Os 5 (+2) Mandamentos de Gestão da Água

  • Simão Mendes de Sousa
  • 29 Fevereiro 2024

O momento é de tomada de decisões reativas e de urgência, mas o tempo tem-se encarregado de demonstrar que depender da chuva tem conduzido a uma situação de extrema gravidade.

Em conversa mantida, há um par de semanas, com o Professor Joaquín Tornos Más da Universidade de Barcelona, especialista em Direito Administrativo e em temas de Direito da Água do país vizinho, e no decurso de uma conferência internacional que decorreu na Faculdade de Direito da Universidade de Lisboa sobre o tema: “Políticas, Instituições e Regulação da Água: Cumprir o ODS 6”, não resisti a questionar o Professor sobre a sua opinião relativamente aos transvases de água, ao processo de dessalinização e como o Direito Administrativo pode contribuir para ajudar a mitigar a situação de escassez de água.

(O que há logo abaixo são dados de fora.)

#[async_trait]
impl StateStore for PostgresStorage {
    #[instrument(
        skip(self, record),
        fields(
            db.system = "postgresql",
            db.operation = "INSERT",
            db.sql.table = "stator_entities",
            entity_type = %record.entity.entity_type,
            entity_id = %record.entity.id
        )
    )]
    async fn insert(&self, record: &EntityRecord) -> Result<()> {
        Self::validate_non_empty_string(record.entity.entity_type.as_str(), "Entity type")?;
        Self::validate_non_empty_string(record.state.as_str(), "State")?;

        let model = EntityModel::from_record(record, Utc::now());
        timed("insert", async {
            sqlx::query(
                r#"
                INSERT INTO stator_entities (
                    entity_type, entity_id, state, state_changed, state_attempted,
                    attempt_count, state_locked_until, state_lock_owner, created_at, updated_at
                ) VALUES ($1, $2, $3, $4, $5, $6, $7, $8, $9, $10)
                "#,
            )
            .bind(&model.entity_type)
            .bind(model.entity_id)
            .bind(&model.state)
            .bind(model.state_changed)
            .bind(model.state_attempted)
            .bind(model.attempt_count)
            .bind(model.state_locked_until)
            .bind(&model.state_lock_owner)
            .bind(model.created_at)
            .bind(model.updated_at)
            .execute(&self.pool)
            .await
            .map_err(map_db_error)?;
            Ok(())
        })
        .await
    }

    #[instrument(
        skip(self),
        fields(
            db.system = "postgresql",
            db.operation = "SELECT",
            db.sql.table = "stator_entities",
            entity_type = %entity.entity_type,
            entity_id = %entity.id
        )
    )]
    async fn get(&self, entity: &EntityRef) -> Result<Option<EntityRecord>> {
        timed("get", async {
            let row = sqlx::query_as::<_, EntityModel>(&format!(
                "SELECT {} FROM stator_entities WHERE entity_type = $1 AND entity_id = $2",
                ENTITY_COLUMNS
            ))
            .bind(entity.entity_type.as_str())
            .bind(entity.id)
            .fetch_optional(&self.pool)
            .await
            .map_err(map_db_error)?;
            Ok(row.map(EntityRecord::from))
        })
        .await
    }

    #[instrument(
        skip(self, queries),
        fields(
            db.system = "postgresql",
            db.operation = "SELECT",
            db.sql.table = "stator_entities",
            query_count = queries.len(),
            limit = limit
        )
    )]
    async fn find_due(
        &self,
        queries: &[DueQuery],
        now: DateTime<Utc>,
        limit: usize,
    ) -> Result<Vec<EntityRecord>> {
        if limit == 0 || queries.is_empty() {
            return Ok(Vec::new());
        }

        let mut qb = build_due_query(queries, now, limit);
        timed("find_due", async {
            let rows = qb
                .build_query_as::<EntityModel>()
                .fetch_all(&self.pool)
                .await
                .map_err(map_db_error)?;
            Ok(rows.into_iter().map(EntityRecord::from).collect())
        })
        .await
    }

    /// Single conditional UPDATE; concurrent claimers serialize on the row
    /// lock and all but one see the live lease when re-evaluating the WHERE.
    #[instrument(
        skip(self),
        fields(
            db.system = "postgresql",
            db.operation = "UPDATE",
            db.sql.table = "stator_entities",
            entity_type = %entity.entity_type,
            entity_id = %entity.id,
            owner = %owner
        )
    )]
    async fn try_claim(
        &self,
        entity: &EntityRef,
        owner: &str,
        now: DateTime<Utc>,
        until: DateTime<Utc>,
    ) -> Result<Option<EntityRecord>> {
        timed("try_claim", async {
            let row = sqlx::query_as::<_, EntityModel>(&format!(
                r#"
                UPDATE stator_entities
                SET state_locked_until = $3,
                    state_lock_owner = $4,
                    updated_at = NOW()
                WHERE entity_type = $1
                  AND entity_id = $2
                  AND (state_locked_until IS NULL OR state_locked_until <= $5)
                RETURNING {}
                "#,
                ENTITY_COLUMNS
            ))
            .bind(entity.entity_type.as_str())
            .bind(entity.id)
            .bind(until)
            .bind(owner)
            .bind(now)
            .fetch_optional(&self.pool)
            .await
            .map_err(map_db_error)?;
            Ok(row.map(EntityRecord::from))
        })
        .await
    }

    #[instrument(
        skip(self, update),
        fields(
            db.system = "postgresql",
            db.operation = "UPDATE",
            db.sql.table = "stator_entities",
            entity_type = %entity.entity_type,
            entity_id = %entity.id,
            owner = %owner
        )
    )]
    async fn complete(
        &self,
        entity: &EntityRef,
        owner: &str,
        update: &StateUpdate,
    ) -> Result<bool> {
        timed("complete", async {
            let result = match update {
                StateUpdate::Transitioned { state, at } => {
                    Self::validate_non_empty_string(state.as_str(), "State")?;
                    sqlx::query(
                        r#"
                        UPDATE stator_entities
                        SET state = $4,
                            state_changed = GREATEST(state_changed, $5),
                            state_attempted = NULL,
                            attempt_count = 0,
                            state_locked_until = NULL,
                            state_lock_owner = NULL,
                            updated_at = NOW()
                        WHERE entity_type = $1 AND entity_id = $2 AND state_lock_owner = $3
                        "#,
                    )
                    .bind(entity.entity_type.as_str())
                    .bind(entity.id)
                    .bind(owner)
                    .bind(state.as_str())
                    .bind(*at)
                    .execute(&self.pool)
                    .await
                }
                StateUpdate::Attempted { attempt_count, at } => {
                    sqlx::query(
                        r#"
                        UPDATE stator_entities
                        SET state_attempted = $4,
                            attempt_count = $5,
                            state_locked_until = NULL,
                            state_lock_owner = NULL,
                            updated_at = NOW()
                        WHERE entity_type = $1 AND entity_id = $2 AND state_lock_owner = $3
                        "#,
                    )
                    .bind(entity.entity_type.as_str())
                    .bind(entity.id)
                    .bind(owner)
                    .bind(*at)
                    .bind(i32::try_from(*attempt_count).unwrap_or(i32::MAX))
                    .execute(&self.pool)
                    .await
                }
            }
            .map_err(map_db_error)?;

            Ok(result.rows_affected() == 1)
        })
        .await
    }

    #[instrument(
        skip(self),
        fields(
            db.system = "postgresql",
            db.operation = "UPDATE",
            db.sql.table = "stator_entities",
            entity_type = %entity.entity_type,
            entity_id = %entity.id,
            owner = %owner
        )
    )]
    async fn release(&self, entity: &EntityRef, owner: &str) -> Result<bool> {
        timed("release", async {
            let result = sqlx::query(
                r#"
                UPDATE stator_entities
                SET state_locked_until = NULL,
                    state_lock_owner = NULL,
                    updated_at = NOW()
                WHERE entity_type = $1 AND entity_id = $2 AND state_lock_owner = $3
                "#,
            )
            .bind(entity.entity_type.as_str())
            .bind(entity.id)
            .bind(owner)
            .execute(&self.pool)
            .await
            .map_err(map_db_error)?;
            Ok(result.rows_affected() == 1)
        })
        .await
    }

    #[instrument(
        skip(self),
        fields(
            db.system = "postgresql",
            db.operation = "DELETE",
            db.sql.table = "stator_entities",
            entity_type = %entity.entity_type,
            entity_id = %entity.id
        )
    )]
    async fn delete(&self, entity: &EntityRef) -> Result<bool> {
        timed("delete", async {
            let result =
                sqlx::query("DELETE FROM stator_entities WHERE entity_type = $1 AND entity_id = $2")
                    .bind(entity.entity_type.as_str())
                    .bind(entity.id)
                    .execute(&self.pool)
                    .await
                    .map_err(map_db_error)?;
            Ok(result.rows_affected() == 1)
        })
        .await
    }

    #[instrument(
        skip(self),
        fields(
            db.system = "postgresql",
            db.operation = "SELECT",
            db.sql.table = "stator_entities"
        )
    )]
    async fn list_stuck(
        &self,
        entity_type: Option<&EntityType>,
        limit: usize,
    ) -> Result<Vec<EntityRecord>> {
        let limit = Self::validate_limit(limit)?;
        let entity_type = entity_type.map(|t| t.as_str().to_string());
        timed("list_stuck", async {
            let rows = sqlx::query_as::<_, EntityModel>(&format!(
                r#"
                SELECT {}
                FROM stator_entities
                WHERE attempt_count > 0
                  AND ($1::text IS NULL OR entity_type = $1)
                ORDER BY attempt_count DESC, state_attempted ASC
                LIMIT $2
                "#,
                ENTITY_COLUMNS
            ))
            .bind(entity_type)
            .bind(limit)
            .fetch_all(&self.pool)
            .await
            .map_err(map_db_error)?;
            Ok(rows.into_iter().map(EntityRecord::from).collect())
        })
        .await
    }

    #[instrument(
        skip(self),
        fields(
            db.system = "postgresql",
            db.operation = "SELECT",
            db.sql.table = "stator_entities"
        )
    )]
    async fn count_by_state(&self) -> Result<Vec<StateCount>> {
        timed("count_by_state", async {
            let rows = sqlx::query_as::<_, StateCount>(
                r#"
                SELECT entity_type, state, COUNT(*) AS count
                FROM stator_entities
                GROUP BY entity_type, state
                ORDER BY entity_type, state
                "#,
            )
            .fetch_all(&self.pool)
            .await
            .map_err(map_db_error)?;
            Ok(rows)
        })
        .await
    }
}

Essa conversa fez-me pensar naqueles que seriam os mandamentos essenciais de uma gestão da água eficiente.

Assumindo, como decorreu da conversa mantida, que apenas podemos pensar em soluções possíveis, creio que podemos ensaiar cinco mandamentos da proteção e gestão da água:

  1. Política Tarifária: Sendo eu um assumido defensor de uma solução concertada que passe por uma política tarifária equilibrada que, partindo do princípio da recuperação de custos, penalize os consumos excessivos, sem deixar de proteger os mais desfavorecidos, uma vez que a água não é um produto comercial como outro qualquer (Considerando 1 da Diretiva-Quadro da Água), creio que a convergência tarifária nacional, respeitando todos os princípios em que se baseia, mas que se adapte às especificidades de cada terra, se afigura essencial no planeamento a longo prazo dos investimentos necessários.
  2. Redução de Perdas: Um país que perde em média 30% da água produzida, não se pode queixar de fraca precipitação ou, do consumo dos particulares ou, de uma agricultura que produz bens impensáveis para um país em que a pluviosidade é assimetricamente distribuída entre o norte e o sul. O combate às perdas encontra-se intimamente ligado ao planeamento e à política tarifária, uma vez que só uma política tarifária equilibrada, permite um maior investimento que seja promotor da redução do desperdício. Sem redução de perdas, inexiste qualquer tipo de poupança e de equilíbrio.
  3. Reutilização: O recurso à reutilização de águas residuais urbanas tratadas para a rega de jardins – ou de campos de golfe –, a satisfação das necessidades de consumo dos municípios – por definição grandes consumidores – e da hotelaria que não envolvam o consumo humano. Em lisboa, por exemplo, já encontramos no Parque Tejo – a primeira licença de águas para reutilização emitida – aquela que devia ser a realidade um pouco por toda a parte: Regar jardins com águas residuais urbanas tratadas, contribuindo para um consumo mais eficiente e, como tal, uma maior poupança de recursos.
  4. Dessalinização: A dessalinização deve ser encarada como um processo direcionado, sobretudo para uma escala reduzida, não só pelos custos que se lhe envolvem, como pela pegada ecológica que acarreta, ainda que a maturação do processo permita uma diminuição dos inconvenientes que se lhe encontram associados. Há exemplos recentes, de privados que pretendem construir a suas próprias centrais dessalinizadoras, satisfazendo necessidades de consumo próprias, diminuindo, eventualmente, o stress hídrico dessas regiões em que a pluviosidade se afigura menor.
  5. Transvases: Transvasar água, de forma simplista, compreende a transferência da água existente de uma bacia hidrográfica para outra, através de uma infraestrutura criada, especificamente pare esse feito. A experiência não é nova no nosso País, mas a sua gestão para ser eficaz deve permitir que seja utilizada de uma forma que não deixe a bacia doadora em situação de escassez, alimentando desenfreadamente a bacia recetora. Sendo uma medida que acarreta riscos ambientais, necessitando de uma gestão cuidada da sua implementação, trata-se de uma necessidade evidente que, surpreendentemente, ainda é um tema tabu, sobretudo tendo em consideração a dimensão do território nacional.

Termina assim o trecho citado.